- **EXERCISE**: Please count the lines in these records that contain "RemoteChange" and give only that count.

───── DATA RECORDS ─────

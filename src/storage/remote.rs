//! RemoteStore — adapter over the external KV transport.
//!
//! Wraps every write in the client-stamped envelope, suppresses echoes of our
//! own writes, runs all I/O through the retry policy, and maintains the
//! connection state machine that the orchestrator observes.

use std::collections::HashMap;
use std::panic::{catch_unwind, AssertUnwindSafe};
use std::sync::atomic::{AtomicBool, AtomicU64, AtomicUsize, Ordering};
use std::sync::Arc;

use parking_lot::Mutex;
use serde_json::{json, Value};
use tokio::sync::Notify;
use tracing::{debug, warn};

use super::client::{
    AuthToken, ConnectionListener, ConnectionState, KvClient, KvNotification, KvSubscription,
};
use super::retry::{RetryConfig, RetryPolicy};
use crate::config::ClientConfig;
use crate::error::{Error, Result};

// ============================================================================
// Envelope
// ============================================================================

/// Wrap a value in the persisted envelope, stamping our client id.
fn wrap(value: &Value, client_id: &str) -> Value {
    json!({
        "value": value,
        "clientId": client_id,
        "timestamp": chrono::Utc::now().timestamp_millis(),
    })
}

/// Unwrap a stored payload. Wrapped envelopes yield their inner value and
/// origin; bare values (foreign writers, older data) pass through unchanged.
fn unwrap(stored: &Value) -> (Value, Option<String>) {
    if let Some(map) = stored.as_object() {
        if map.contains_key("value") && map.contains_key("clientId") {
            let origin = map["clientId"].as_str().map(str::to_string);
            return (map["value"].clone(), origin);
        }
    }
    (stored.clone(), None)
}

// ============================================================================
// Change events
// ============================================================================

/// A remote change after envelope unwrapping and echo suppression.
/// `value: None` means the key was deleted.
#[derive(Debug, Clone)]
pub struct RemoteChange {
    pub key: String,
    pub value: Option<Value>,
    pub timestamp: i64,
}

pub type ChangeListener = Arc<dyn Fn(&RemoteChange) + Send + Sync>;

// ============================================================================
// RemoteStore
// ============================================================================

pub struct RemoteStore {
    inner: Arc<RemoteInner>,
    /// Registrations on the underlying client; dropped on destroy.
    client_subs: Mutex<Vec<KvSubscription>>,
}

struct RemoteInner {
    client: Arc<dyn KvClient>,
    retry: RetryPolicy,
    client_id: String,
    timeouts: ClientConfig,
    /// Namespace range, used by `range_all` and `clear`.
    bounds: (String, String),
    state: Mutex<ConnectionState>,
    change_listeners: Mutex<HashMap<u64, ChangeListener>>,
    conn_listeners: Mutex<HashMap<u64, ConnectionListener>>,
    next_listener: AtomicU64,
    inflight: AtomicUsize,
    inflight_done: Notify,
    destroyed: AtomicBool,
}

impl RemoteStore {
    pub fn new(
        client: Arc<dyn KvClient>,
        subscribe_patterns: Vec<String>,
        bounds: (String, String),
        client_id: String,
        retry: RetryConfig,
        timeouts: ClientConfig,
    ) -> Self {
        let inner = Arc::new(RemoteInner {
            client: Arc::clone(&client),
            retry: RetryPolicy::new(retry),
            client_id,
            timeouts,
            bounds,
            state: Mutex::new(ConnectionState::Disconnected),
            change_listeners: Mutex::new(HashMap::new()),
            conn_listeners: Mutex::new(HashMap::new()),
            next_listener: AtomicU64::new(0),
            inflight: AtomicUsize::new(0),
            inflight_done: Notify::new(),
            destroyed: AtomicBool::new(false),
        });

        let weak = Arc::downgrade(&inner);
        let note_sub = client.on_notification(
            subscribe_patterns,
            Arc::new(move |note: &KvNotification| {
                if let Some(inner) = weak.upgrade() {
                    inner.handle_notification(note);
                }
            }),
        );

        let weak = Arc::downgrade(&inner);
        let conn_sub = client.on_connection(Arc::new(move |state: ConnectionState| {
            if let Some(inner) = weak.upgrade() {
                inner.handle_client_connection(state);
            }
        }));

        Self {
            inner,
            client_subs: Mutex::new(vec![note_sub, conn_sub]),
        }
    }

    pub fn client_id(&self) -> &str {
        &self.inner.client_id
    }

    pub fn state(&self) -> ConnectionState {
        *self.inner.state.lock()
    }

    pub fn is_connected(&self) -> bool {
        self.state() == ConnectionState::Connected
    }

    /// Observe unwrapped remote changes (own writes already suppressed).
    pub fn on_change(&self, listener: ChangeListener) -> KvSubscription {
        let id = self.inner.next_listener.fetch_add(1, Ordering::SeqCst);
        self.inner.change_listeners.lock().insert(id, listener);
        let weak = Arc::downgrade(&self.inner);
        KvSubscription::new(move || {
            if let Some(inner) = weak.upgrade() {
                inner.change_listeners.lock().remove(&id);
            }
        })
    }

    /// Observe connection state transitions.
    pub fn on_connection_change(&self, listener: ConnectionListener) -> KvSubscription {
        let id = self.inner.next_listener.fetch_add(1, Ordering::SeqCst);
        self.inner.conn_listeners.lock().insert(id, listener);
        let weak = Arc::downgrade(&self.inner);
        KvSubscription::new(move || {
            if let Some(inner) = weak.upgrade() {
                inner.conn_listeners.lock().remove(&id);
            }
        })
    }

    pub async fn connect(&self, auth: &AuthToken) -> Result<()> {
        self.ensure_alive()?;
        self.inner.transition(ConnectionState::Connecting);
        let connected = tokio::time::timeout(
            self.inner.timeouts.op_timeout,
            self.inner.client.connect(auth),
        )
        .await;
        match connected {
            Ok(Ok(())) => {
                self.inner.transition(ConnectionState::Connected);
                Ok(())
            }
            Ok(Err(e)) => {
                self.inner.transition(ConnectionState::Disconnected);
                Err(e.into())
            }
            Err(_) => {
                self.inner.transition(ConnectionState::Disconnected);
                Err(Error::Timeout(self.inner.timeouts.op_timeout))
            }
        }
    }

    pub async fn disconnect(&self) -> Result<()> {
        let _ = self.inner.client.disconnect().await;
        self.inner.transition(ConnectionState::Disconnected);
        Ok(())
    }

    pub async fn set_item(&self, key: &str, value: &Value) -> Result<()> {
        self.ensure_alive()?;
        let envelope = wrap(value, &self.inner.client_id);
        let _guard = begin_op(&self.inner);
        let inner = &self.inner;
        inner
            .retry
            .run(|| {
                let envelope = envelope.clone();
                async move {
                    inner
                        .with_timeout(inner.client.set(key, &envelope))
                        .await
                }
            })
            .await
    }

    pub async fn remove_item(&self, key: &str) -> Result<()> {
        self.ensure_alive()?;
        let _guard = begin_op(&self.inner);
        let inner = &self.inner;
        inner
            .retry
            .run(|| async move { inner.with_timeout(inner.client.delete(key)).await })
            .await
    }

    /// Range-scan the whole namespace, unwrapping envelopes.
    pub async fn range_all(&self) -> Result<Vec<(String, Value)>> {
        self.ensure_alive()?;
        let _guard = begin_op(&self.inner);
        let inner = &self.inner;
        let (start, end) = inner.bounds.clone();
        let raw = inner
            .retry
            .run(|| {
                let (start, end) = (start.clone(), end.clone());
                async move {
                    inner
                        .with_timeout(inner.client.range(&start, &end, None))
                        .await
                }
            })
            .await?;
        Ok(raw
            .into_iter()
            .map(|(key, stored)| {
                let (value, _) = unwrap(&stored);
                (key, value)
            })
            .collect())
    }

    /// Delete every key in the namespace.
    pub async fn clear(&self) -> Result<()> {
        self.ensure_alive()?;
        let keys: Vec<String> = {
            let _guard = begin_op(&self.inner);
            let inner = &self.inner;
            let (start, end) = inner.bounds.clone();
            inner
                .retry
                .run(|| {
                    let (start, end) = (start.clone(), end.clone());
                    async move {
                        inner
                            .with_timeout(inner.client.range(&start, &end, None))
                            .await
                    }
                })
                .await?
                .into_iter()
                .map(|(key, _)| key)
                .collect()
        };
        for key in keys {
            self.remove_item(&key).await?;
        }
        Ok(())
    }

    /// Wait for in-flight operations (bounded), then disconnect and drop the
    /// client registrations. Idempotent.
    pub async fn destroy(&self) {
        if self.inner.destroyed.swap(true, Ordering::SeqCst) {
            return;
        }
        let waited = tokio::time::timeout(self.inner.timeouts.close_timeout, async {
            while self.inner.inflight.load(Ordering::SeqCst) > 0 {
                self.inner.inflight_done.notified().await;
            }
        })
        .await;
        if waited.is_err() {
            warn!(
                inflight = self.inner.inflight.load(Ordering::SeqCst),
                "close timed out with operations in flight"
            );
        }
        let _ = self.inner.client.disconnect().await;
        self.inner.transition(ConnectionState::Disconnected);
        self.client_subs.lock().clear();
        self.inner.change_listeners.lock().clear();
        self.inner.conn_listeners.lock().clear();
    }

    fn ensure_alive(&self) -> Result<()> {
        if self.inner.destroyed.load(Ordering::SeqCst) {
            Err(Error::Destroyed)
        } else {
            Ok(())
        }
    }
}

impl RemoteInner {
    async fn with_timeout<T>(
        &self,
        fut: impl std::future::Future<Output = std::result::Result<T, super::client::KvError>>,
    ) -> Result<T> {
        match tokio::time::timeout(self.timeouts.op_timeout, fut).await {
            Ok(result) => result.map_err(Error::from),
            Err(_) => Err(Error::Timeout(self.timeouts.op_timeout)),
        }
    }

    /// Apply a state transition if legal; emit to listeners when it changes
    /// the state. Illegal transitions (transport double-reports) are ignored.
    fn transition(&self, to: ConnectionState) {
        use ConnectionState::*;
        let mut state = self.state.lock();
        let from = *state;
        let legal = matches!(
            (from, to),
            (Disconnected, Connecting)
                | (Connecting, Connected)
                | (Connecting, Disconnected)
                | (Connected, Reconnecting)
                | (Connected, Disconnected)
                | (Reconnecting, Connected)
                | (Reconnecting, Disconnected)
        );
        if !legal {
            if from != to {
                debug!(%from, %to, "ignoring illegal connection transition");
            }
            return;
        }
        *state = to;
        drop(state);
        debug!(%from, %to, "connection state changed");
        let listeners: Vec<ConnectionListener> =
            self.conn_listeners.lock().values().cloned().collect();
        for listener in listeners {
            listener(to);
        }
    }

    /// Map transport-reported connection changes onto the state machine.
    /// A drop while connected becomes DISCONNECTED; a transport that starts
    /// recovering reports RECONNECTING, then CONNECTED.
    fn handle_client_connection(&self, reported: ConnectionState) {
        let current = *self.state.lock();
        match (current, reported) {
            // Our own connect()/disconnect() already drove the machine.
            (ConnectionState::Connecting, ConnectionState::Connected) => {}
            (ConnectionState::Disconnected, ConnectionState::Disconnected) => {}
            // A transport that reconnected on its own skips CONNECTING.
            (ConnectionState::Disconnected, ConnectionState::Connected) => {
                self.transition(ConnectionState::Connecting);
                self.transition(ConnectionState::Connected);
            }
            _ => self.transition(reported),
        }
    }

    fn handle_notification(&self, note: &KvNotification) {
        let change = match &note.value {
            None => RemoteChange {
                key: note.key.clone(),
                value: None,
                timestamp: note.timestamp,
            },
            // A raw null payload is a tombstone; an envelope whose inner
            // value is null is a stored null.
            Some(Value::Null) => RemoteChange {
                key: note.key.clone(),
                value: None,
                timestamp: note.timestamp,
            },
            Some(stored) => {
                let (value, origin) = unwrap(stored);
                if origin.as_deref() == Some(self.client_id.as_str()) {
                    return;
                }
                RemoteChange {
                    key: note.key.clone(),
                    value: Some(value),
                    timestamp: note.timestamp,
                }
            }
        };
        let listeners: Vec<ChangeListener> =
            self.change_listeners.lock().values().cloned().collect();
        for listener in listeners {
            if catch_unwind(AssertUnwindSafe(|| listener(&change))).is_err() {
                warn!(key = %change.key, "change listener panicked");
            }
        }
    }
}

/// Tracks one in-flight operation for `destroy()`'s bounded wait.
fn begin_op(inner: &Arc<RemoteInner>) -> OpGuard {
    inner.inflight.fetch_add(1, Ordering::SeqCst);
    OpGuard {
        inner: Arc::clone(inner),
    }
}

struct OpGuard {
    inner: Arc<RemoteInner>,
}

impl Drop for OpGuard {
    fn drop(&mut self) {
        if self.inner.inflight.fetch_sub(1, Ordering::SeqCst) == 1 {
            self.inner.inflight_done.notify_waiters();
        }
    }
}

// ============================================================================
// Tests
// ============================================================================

─────

- **YOUR SOLUTION**: 5